►
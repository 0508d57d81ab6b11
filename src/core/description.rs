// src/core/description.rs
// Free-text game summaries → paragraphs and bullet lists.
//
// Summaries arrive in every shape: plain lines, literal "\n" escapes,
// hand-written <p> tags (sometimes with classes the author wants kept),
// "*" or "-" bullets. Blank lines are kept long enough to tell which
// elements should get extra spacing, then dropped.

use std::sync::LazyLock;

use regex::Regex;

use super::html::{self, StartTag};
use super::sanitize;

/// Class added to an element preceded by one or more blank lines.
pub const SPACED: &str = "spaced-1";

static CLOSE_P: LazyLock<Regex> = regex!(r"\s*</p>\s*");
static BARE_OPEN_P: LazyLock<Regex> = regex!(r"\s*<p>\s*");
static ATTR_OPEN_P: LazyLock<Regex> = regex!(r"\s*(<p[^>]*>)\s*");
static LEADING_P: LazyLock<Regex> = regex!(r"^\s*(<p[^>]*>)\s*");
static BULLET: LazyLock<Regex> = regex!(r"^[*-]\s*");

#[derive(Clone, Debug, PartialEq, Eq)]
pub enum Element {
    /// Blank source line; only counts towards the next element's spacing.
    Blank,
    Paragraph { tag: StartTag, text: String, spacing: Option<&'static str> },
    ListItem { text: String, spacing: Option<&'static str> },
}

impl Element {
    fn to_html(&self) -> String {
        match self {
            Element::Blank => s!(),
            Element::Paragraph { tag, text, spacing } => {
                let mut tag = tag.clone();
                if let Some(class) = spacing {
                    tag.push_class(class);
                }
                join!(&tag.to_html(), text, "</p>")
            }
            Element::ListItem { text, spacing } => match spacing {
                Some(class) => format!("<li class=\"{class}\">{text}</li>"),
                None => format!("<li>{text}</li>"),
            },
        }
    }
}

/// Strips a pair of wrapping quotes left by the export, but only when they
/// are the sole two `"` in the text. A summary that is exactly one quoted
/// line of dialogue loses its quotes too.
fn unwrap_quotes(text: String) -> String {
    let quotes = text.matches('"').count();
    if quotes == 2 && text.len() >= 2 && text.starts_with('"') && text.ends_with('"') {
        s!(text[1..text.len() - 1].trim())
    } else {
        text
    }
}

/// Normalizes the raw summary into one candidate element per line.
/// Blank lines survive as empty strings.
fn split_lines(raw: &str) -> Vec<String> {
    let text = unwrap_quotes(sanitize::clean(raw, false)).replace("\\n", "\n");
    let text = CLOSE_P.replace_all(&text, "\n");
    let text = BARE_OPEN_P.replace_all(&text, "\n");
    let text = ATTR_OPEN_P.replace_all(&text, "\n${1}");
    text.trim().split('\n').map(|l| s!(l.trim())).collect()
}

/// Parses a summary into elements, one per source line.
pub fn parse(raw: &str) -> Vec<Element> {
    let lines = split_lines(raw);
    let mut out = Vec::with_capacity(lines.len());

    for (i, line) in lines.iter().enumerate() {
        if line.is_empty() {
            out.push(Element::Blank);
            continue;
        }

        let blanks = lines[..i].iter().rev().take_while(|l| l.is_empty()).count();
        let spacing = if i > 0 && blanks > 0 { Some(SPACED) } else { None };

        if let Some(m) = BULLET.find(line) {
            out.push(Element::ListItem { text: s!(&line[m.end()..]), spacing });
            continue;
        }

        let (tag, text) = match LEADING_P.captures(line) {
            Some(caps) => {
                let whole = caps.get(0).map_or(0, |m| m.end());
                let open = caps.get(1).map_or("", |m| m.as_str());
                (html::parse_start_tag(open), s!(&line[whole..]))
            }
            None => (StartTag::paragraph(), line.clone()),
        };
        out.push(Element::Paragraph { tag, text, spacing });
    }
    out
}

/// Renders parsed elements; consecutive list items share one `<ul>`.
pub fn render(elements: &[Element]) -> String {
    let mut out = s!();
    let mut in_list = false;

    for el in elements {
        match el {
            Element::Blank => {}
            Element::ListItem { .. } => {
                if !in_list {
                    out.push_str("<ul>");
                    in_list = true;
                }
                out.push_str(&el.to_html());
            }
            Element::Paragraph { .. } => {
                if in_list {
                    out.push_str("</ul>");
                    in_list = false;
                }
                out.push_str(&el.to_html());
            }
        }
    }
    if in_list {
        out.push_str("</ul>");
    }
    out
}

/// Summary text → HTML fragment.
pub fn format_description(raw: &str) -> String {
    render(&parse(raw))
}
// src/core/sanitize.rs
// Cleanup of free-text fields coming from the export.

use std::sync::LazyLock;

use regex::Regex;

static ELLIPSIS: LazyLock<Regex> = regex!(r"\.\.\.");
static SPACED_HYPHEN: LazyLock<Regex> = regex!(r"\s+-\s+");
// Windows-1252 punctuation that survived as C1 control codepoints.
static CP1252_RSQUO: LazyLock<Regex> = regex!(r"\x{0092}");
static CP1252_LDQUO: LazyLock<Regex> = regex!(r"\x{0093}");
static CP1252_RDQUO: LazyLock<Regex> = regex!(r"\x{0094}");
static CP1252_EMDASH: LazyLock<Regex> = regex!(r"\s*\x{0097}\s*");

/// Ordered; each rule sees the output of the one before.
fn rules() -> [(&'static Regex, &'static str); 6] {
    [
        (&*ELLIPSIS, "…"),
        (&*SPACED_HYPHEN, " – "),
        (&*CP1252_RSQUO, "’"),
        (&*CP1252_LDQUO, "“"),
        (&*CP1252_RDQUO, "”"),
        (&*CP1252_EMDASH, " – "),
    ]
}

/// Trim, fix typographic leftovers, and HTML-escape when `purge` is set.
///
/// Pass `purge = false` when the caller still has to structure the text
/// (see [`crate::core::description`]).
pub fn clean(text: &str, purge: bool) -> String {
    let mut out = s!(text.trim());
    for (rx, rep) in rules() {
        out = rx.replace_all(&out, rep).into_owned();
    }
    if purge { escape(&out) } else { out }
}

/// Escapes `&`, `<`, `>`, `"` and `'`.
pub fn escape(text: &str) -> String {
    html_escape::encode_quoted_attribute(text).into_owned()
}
◄
Assigned task: Write out all of the records word for word.

Answer:
repository 0508d57d81ab6b11
filename src/core/description.rs
// src/core/description.rs
// Free-text game summaries → paragraphs and bullet lists.
//
// Summaries arrive in every shape: plain lines, literal "\n" escapes,
// hand-written <p> tags (sometimes with classes the author wants kept),
// "*" or "-" bullets. Blank lines are kept long enough to tell which
// elements should get extra spacing, then dropped.

use std::sync::LazyLock;

use regex::Regex;

use super::html::{self, StartTag};
use super::sanitize;

/// Class added to an element preceded by one or more blank lines.
pub const SPACED: &str = "spaced-1";

static CLOSE_P: LazyLock<Regex> = regex!(r"\s*</p>\s*");
static BARE_OPEN_P: LazyLock<Regex> = regex!(r"\s*<p>\s*");
static ATTR_OPEN_P: LazyLock<Regex> = regex!(r"\s*(<p[^>]*>)\s*");
static LEADING_P: LazyLock<Regex> = regex!(r"^\s*(<p[^>]*>)\s*");
static BULLET: LazyLock<Regex> = regex!(r"^[*-]\s*");

#[derive(Clone, Debug, PartialEq, Eq)]
pub enum Element {
    /// Blank source line; only counts towards the next element's spacing.
    Blank,
    Paragraph { tag: StartTag, text: String, spacing: Option<&'static str> },
    ListItem { text: String, spacing: Option<&'static str> },
}

impl Element {
    fn to_html(&self) -> String {
        match self {
            Element::Blank => s!(),
            Element::Paragraph { tag, text, spacing } => {
                let mut tag = tag.clone();
                if let Some(class) = spacing {
                    tag.push_class(class);
                }
                join!(&tag.to_html(), text, "</p>")
            }
            Element::ListItem { text, spacing } => match spacing {
                Some(class) => format!("<li class=\"{class}\">{text}</li>"),
                None => format!("<li>{text}</li>"),
            },
        }
    }
}

/// Strips a pair of wrapping quotes left by the export, but only when they
/// are the sole two `"` in the text. A summary that is exactly one quoted
/// line of dialogue loses its quotes too.
fn unwrap_quotes(text: String) -> String {
    let quotes = text.matches('"').count();
    if quotes == 2 && text.len() >= 2 && text.starts_with('"') && text.ends_with('"') {
        s!(text[1..text.len() - 1].trim())
    } else {
        text
    }
}

/// Normalizes the raw summary into one candidate element per line.
/// Blank lines survive as empty strings.
fn split_lines(raw: &str) -> Vec<String> {
    let text = unwrap_quotes(sanitize::clean(raw, false)).replace("\\n", "\n");
    let text = CLOSE_P.replace_all(&text, "\n");
    let text = BARE_OPEN_P.replace_all(&text, "\n");
    let text = ATTR_OPEN_P.replace_all(&text, "\n${1}");
    text.trim().split('\n').map(|l| s!(l.trim())).collect()
}

/// Parses a summary into elements, one per source line.
pub fn parse(raw: &str) -> Vec<Element> {
    let lines = split_lines(raw);
    let mut out = Vec::with_capacity(lines.len());

    for (i, line) in lines.iter().enumerate() {
        if line.is_empty() {
            out.push(Element::Blank);
            continue;
        }

        let blanks = lines[..i].iter().rev().take_while(|l| l.is_empty()).count();
        let spacing = if i > 0 && blanks > 0 { Some(SPACED) } else { None };

        if let Some(m) = BULLET.find(line) {
            out.push(Element::ListItem { text: s!(&line[m.end()..]), spacing });
            continue;
        }

        let (tag, text) = match LEADING_P.captures(line) {
            Some(caps) => {
                let whole = caps.get(0).map_or(0, |m| m.end());
                let open = caps.get(1).map_or("", |m| m.as_str());
                (html::parse_start_tag(open), s!(&line[whole..]))
            }
            None => (StartTag::paragraph(), line.clone()),
        };
        out.push(Element::Paragraph { tag, text, spacing });
    }
    out
}

/// Renders parsed elements; consecutive list items share one `<ul>`.
pub fn render(elements: &[Element]) -> String {
    let mut out = s!();
    let mut in_list = false;

    for el in elements {
        match el {
            Element::Blank => {}
            Element::ListItem { .. } => {
                if !in_list {
                    out.push_str("<ul>");
                    in_list = true;
                }
                out.push_str(&el.to_html());
            }
            Element::Paragraph { .. } => {
                if in_list {
                    out.push_str("</ul>");
                    in_list = false;
                }
                out.push_str(&el.to_html());
            }
        }
    }
    if in_list {
        out.push_str("</ul>");
    }
    out
}

/// Summary text → HTML fragment.
pub fn format_description(raw: &str) -> String {
    render(&parse(raw))
}
// src/core/sanitize.rs
// Cleanup of free-text fields coming from the export.

use std::sync::LazyLock;

use regex::Regex;

static ELLIPSIS: LazyLock<Regex> = regex!(r"\.\.\.");
static SPACED_HYPHEN: LazyLock<Regex> = regex!(r"\s+-\s+");
// Windows-1252 punctuation that survived as C1 control codepoints.
static CP1252_RSQUO: LazyLock<Regex> = regex!(r"\x{0092}");
static CP1252_LDQUO: LazyLock<Regex> = regex!(r"\x{0093}");
static CP1252_RDQUO: LazyLock<Regex> = regex!(r"\x{0094}");
static CP1252_EMDASH: LazyLock<Regex> = regex!(r"\s*\x{0097}\s*");

/// Ordered; each rule sees the output of the one before.
fn rules() -> [(&'static Regex, &'static str); 6] {
    [
        (&*ELLIPSIS, "…"),
        (&*SPACED_HYPHEN, " – "),
        (&*CP1252_RSQUO, "’"),
        (&*CP1252_LDQUO, "“"),
        (&*CP1252_RDQUO, "”"),
        (&*CP1252_EMDASH, " – "),
    ]
}

/// Trim, fix typographic leftovers, and HTML-escape when `purge` is set.
///
/// Pass `purge = false` when the caller still has to structure the text
/// (see [`crate::core::description`]).
pub fn clean(text: &str, purge: bool) -> String {
    let mut out = s!(text.trim());
    for (rx, rep) in rules() {
        out = rx.replace_all(&out, rep).into_owned();
    }
    if purge { escape(&out) } else { out }
}

/// Escapes `&`, `<`, `>`, `"` and `'`.
pub fn escape(text: &str) -> String {
    html_escape::encode_quoted_attribute(text).into_owned()
}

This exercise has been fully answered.